BEGIN
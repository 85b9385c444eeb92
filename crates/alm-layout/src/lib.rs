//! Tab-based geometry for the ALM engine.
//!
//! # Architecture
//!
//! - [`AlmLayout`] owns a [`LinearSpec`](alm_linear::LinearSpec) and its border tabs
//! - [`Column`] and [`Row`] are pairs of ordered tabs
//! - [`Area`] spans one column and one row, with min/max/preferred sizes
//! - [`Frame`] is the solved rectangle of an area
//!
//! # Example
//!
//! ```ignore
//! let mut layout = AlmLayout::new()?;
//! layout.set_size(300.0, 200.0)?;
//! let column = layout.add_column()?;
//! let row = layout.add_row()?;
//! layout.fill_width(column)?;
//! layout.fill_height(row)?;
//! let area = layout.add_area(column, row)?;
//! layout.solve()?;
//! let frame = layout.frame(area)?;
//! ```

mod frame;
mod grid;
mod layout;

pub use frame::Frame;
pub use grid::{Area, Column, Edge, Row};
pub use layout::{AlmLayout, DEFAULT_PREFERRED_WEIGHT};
END
BEGIN
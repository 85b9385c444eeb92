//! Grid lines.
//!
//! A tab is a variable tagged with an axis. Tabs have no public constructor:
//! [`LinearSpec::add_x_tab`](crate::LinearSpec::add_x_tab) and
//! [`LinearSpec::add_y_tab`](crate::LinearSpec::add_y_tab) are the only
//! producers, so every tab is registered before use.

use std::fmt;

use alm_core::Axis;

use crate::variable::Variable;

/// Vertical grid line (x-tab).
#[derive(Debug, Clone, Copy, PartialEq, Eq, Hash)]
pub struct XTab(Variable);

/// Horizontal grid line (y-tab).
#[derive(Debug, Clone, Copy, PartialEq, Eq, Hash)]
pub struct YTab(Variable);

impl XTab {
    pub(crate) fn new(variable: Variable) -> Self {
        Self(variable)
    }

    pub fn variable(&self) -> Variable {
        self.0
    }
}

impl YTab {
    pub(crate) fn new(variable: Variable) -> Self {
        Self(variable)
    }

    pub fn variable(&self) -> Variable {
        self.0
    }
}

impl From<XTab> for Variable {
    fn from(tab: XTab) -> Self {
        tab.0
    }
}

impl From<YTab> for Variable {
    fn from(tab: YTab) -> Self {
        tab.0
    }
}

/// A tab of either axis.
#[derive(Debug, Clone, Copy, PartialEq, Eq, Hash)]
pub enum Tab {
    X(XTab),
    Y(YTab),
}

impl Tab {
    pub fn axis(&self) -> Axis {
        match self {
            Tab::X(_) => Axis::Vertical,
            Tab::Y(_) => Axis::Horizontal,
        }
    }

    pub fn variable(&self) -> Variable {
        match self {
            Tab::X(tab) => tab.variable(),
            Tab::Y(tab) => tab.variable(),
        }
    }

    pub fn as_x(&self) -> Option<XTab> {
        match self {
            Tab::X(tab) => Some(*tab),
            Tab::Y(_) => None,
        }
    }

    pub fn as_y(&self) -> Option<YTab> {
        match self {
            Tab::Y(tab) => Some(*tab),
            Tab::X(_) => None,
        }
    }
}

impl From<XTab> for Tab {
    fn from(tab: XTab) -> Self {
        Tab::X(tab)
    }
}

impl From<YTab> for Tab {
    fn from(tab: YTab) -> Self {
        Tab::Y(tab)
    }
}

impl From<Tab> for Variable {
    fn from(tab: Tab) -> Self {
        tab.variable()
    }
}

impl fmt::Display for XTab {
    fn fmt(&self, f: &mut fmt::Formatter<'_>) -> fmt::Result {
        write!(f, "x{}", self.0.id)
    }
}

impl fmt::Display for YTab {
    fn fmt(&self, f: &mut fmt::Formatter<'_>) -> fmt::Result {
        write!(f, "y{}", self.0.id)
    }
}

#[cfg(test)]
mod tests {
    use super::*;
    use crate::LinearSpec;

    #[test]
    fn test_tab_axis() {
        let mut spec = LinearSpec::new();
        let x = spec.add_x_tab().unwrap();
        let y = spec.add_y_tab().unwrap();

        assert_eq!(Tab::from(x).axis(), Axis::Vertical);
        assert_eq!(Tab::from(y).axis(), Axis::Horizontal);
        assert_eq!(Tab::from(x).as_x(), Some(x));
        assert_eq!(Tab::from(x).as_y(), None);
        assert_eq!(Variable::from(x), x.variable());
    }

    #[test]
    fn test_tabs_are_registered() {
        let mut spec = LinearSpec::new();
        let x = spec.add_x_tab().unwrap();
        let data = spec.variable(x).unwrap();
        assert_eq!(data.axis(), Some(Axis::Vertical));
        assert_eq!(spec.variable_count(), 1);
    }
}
END
Looking through the records, copy out every line in which the word "unwrap" is found.

YOUR SOLUTION:
        let x = spec.add_x_tab().unwrap();
        let y = spec.add_y_tab().unwrap();
        let x = spec.add_x_tab().unwrap();
        let data = spec.variable(x).unwrap();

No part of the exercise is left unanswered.